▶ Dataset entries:
#####

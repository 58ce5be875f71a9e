use crate::{
    Edge, EdgeId, EventType, GraphError, GraphEvent, Node, NodeId, NodePayload, Nullable, Position,
};
use std::collections::HashMap;
use tracing::debug;

/// Authoritative collection of nodes and edges
///
/// Insertion order is kept for both nodes and edges; lookups by id go
/// through an index that is rebuilt whenever an element is removed.
/// Every edge's endpoints resolve to nodes in the same store after each
/// public operation returns.
#[derive(Debug, Clone, Default)]
pub struct GraphStore {
    nodes: Vec<Node>,
    node_index: HashMap<NodeId, usize>,

    edges: Vec<Edge>,
    edge_index: HashMap<EdgeId, usize>,

    /// Journal of mutations, excluded from equality and documents
    events: Vec<GraphEvent>,
}

impl GraphStore {
    /// Create a new empty store
    pub fn new() -> Self {
        Self::default()
    }

    // ========== Node Operations ==========

    pub fn get_node(&self, id: &str) -> Option<&Node> {
        self.node_index.get(id).map(|&i| &self.nodes[i])
    }

    pub fn contains_node(&self, id: &str) -> bool {
        self.node_index.contains_key(id)
    }

    /// All nodes, in insertion order
    pub fn nodes(&self) -> &[Node] {
        &self.nodes
    }

    pub fn add_node(&mut self, node: Node) -> Result<(), GraphError> {
        if self.node_index.contains_key(&node.id) {
            return Err(GraphError::duplicate_node(&node.id));
        }

        debug!(node = %node.id, kind = %node.kind(), "adding node");
        self.log_event(EventType::NodeAdded {
            id: node.id.clone(),
            kind: node.kind(),
            position: node.position,
        });

        self.node_index.insert(node.id.clone(), self.nodes.len());
        self.nodes.push(node);
        Ok(())
    }

    /// Remove a node and every edge that starts or ends at it
    pub fn remove_node(&mut self, id: &str) -> Result<Node, GraphError> {
        let index = *self
            .node_index
            .get(id)
            .ok_or_else(|| GraphError::node_not_found(&NodeId::from(id)))?;

        let node = self.nodes.remove(index);

        let mut cascaded = Vec::new();
        self.edges.retain(|edge| {
            if edge.involves(&node.id) {
                cascaded.push(edge.id.clone());
                false
            } else {
                true
            }
        });

        self.reindex_nodes();
        if !cascaded.is_empty() {
            self.reindex_edges();
        }

        debug!(node = %node.id, cascaded = cascaded.len(), "removed node");
        self.log_event(EventType::NodeRemoved {
            id: node.id.clone(),
            cascaded,
        });

        Ok(node)
    }

    pub fn set_position(&mut self, id: &str, position: Position) -> Result<(), GraphError> {
        let node = self.node_mut(id)?;
        node.position = position;
        let id = node.id.clone();

        self.log_event(EventType::NodeMoved { id, position });
        Ok(())
    }

    /// Replace a node's type and data, keeping its id, position and place in order
    pub fn set_payload(&mut self, id: &str, payload: NodePayload) -> Result<(), GraphError> {
        let node = self.node_mut(id)?;
        let kind = payload.kind();
        node.payload = payload;
        let id = node.id.clone();

        self.log_event(EventType::NodeDataChanged { id, kind });
        Ok(())
    }

    pub fn set_node_selected(&mut self, id: &str, selected: bool) -> Result<(), GraphError> {
        let node = self.node_mut(id)?;
        node.selected = Nullable::Value(selected);
        let id = node.id.clone();

        self.log_event(EventType::NodeSelectionChanged { id, selected });
        Ok(())
    }

    fn node_mut(&mut self, id: &str) -> Result<&mut Node, GraphError> {
        match self.node_index.get(id) {
            Some(&i) => Ok(&mut self.nodes[i]),
            None => Err(GraphError::node_not_found(&NodeId::from(id))),
        }
    }

    // ========== Edge Operations ==========

    pub fn get_edge(&self, id: &str) -> Option<&Edge> {
        self.edge_index.get(id).map(|&i| &self.edges[i])
    }

    pub fn contains_edge(&self, id: &str) -> bool {
        self.edge_index.contains_key(id)
    }

    /// All edges, in insertion order
    pub fn edges(&self) -> &[Edge] {
        &self.edges
    }

    pub fn edge_ids(&self) -> impl Iterator<Item = &EdgeId> {
        self.edges.iter().map(|e| &e.id)
    }

    pub fn add_edge(&mut self, edge: Edge) -> Result<(), GraphError> {
        if self.edge_index.contains_key(&edge.id) {
            return Err(GraphError::duplicate_edge(&edge.id));
        }
        Self::check_endpoints(&edge, &self.node_index)?;

        debug!(edge = %edge.id, from = %edge.source, to = %edge.target, "adding edge");
        self.log_event(EventType::EdgeAdded {
            id: edge.id.clone(),
            from: edge.source.clone(),
            to: edge.target.clone(),
        });

        self.edge_index.insert(edge.id.clone(), self.edges.len());
        self.edges.push(edge);
        Ok(())
    }

    pub fn remove_edge(&mut self, id: &str) -> Result<Edge, GraphError> {
        let index = *self
            .edge_index
            .get(id)
            .ok_or_else(|| GraphError::edge_not_found(&EdgeId::from(id)))?;

        let edge = self.edges.remove(index);
        self.reindex_edges();

        debug!(edge = %edge.id, "removed edge");
        self.log_event(EventType::EdgeRemoved {
            id: edge.id.clone(),
        });

        Ok(edge)
    }

    pub fn set_edge_selected(&mut self, id: &str, selected: bool) -> Result<(), GraphError> {
        let edge = match self.edge_index.get(id) {
            Some(&i) => &mut self.edges[i],
            None => return Err(GraphError::edge_not_found(&EdgeId::from(id))),
        };
        edge.selected = Nullable::Value(selected);
        let id = edge.id.clone();

        self.log_event(EventType::EdgeSelectionChanged { id, selected });
        Ok(())
    }

    /// Get all edges starting from a node
    pub fn outgoing_edges(&self, from: &str) -> Vec<&Edge> {
        self.edges
            .iter()
            .filter(|e| e.starts_from(from))
            .collect()
    }

    /// Get all edges ending at a node
    pub fn incoming_edges(&self, to: &str) -> Vec<&Edge> {
        self.edges
            .iter()
            .filter(|e| e.ends_at(to))
            .collect()
    }

    /// First edge running along the ordered pair `from -> to`
    pub fn edge_between(&self, from: &str, to: &str) -> Option<&Edge> {
        self.edges
            .iter()
            .find(|e| e.starts_from(from) && e.ends_at(to))
    }

    fn check_endpoints(edge: &Edge, nodes: &HashMap<NodeId, usize>) -> Result<(), GraphError> {
        for endpoint in [&edge.source, &edge.target] {
            if !nodes.contains_key(endpoint) {
                return Err(GraphError::DanglingReference {
                    edge: edge.id.clone(),
                    node: endpoint.clone(),
                });
            }
        }
        Ok(())
    }

    // ========== Whole-Graph Operations ==========

    /// Swap in a complete node and edge set
    ///
    /// The incoming set is checked for duplicate ids and dangling edges
    /// before anything is committed; on failure the store is unchanged.
    pub fn replace_all(&mut self, nodes: Vec<Node>, edges: Vec<Edge>) -> Result<(), GraphError> {
        let mut node_index = HashMap::with_capacity(nodes.len());
        for (i, node) in nodes.iter().enumerate() {
            if node_index.insert(node.id.clone(), i).is_some() {
                return Err(GraphError::duplicate_node(&node.id));
            }
        }

        let mut edge_index = HashMap::with_capacity(edges.len());
        for (i, edge) in edges.iter().enumerate() {
            if edge_index.insert(edge.id.clone(), i).is_some() {
                return Err(GraphError::duplicate_edge(&edge.id));
            }
            Self::check_endpoints(edge, &node_index)?;
        }

        debug!(nodes = nodes.len(), edges = edges.len(), "replacing graph");
        self.log_event(EventType::Replaced {
            node_count: nodes.len(),
            edge_count: edges.len(),
        });

        self.nodes = nodes;
        self.node_index = node_index;
        self.edges = edges;
        self.edge_index = edge_index;
        Ok(())
    }

    fn reindex_nodes(&mut self) {
        self.node_index = self
            .nodes
            .iter()
            .enumerate()
            .map(|(i, n)| (n.id.clone(), i))
            .collect();
    }

    fn reindex_edges(&mut self) {
        self.edge_index = self
            .edges
            .iter()
            .enumerate()
            .map(|(i, e)| (e.id.clone(), i))
            .collect();
    }

    // ========== Event Logging ==========

    fn log_event(&mut self, event: EventType) {
        self.events.push(GraphEvent::new(event));
    }

    /// Get all events
    pub fn events(&self) -> &[GraphEvent] {
        &self.events
    }

    /// Clear event log
    pub fn clear_events(&mut self) {
        self.events.clear();
    }

    // ========== Utility Methods ==========

    pub fn node_count(&self) -> usize {
        self.nodes.len()
    }

    pub fn edge_count(&self) -> usize {
        self.edges.len()
    }

    pub fn is_empty(&self) -> bool {
        self.nodes.is_empty() && self.edges.is_empty()
    }
}

/// Two stores are equal when they hold the same nodes and edges in the same order;
/// the event log is history, not state.
impl PartialEq for GraphStore {
    fn eq(&self, other: &Self) -> bool {
        self.nodes == other.nodes && self.edges == other.edges
    }
}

#####

▶ EXERCISE: Which of the lines above carry the string "usize"? Copy every one.

▶ RESPONSE TO THIS EXERCISE:
    node_index: HashMap<NodeId, usize>,
    edge_index: HashMap<EdgeId, usize>,
    fn check_endpoints(edge: &Edge, nodes: &HashMap<NodeId, usize>) -> Result<(), GraphError> {
    pub fn node_count(&self) -> usize {
    pub fn edge_count(&self) -> usize {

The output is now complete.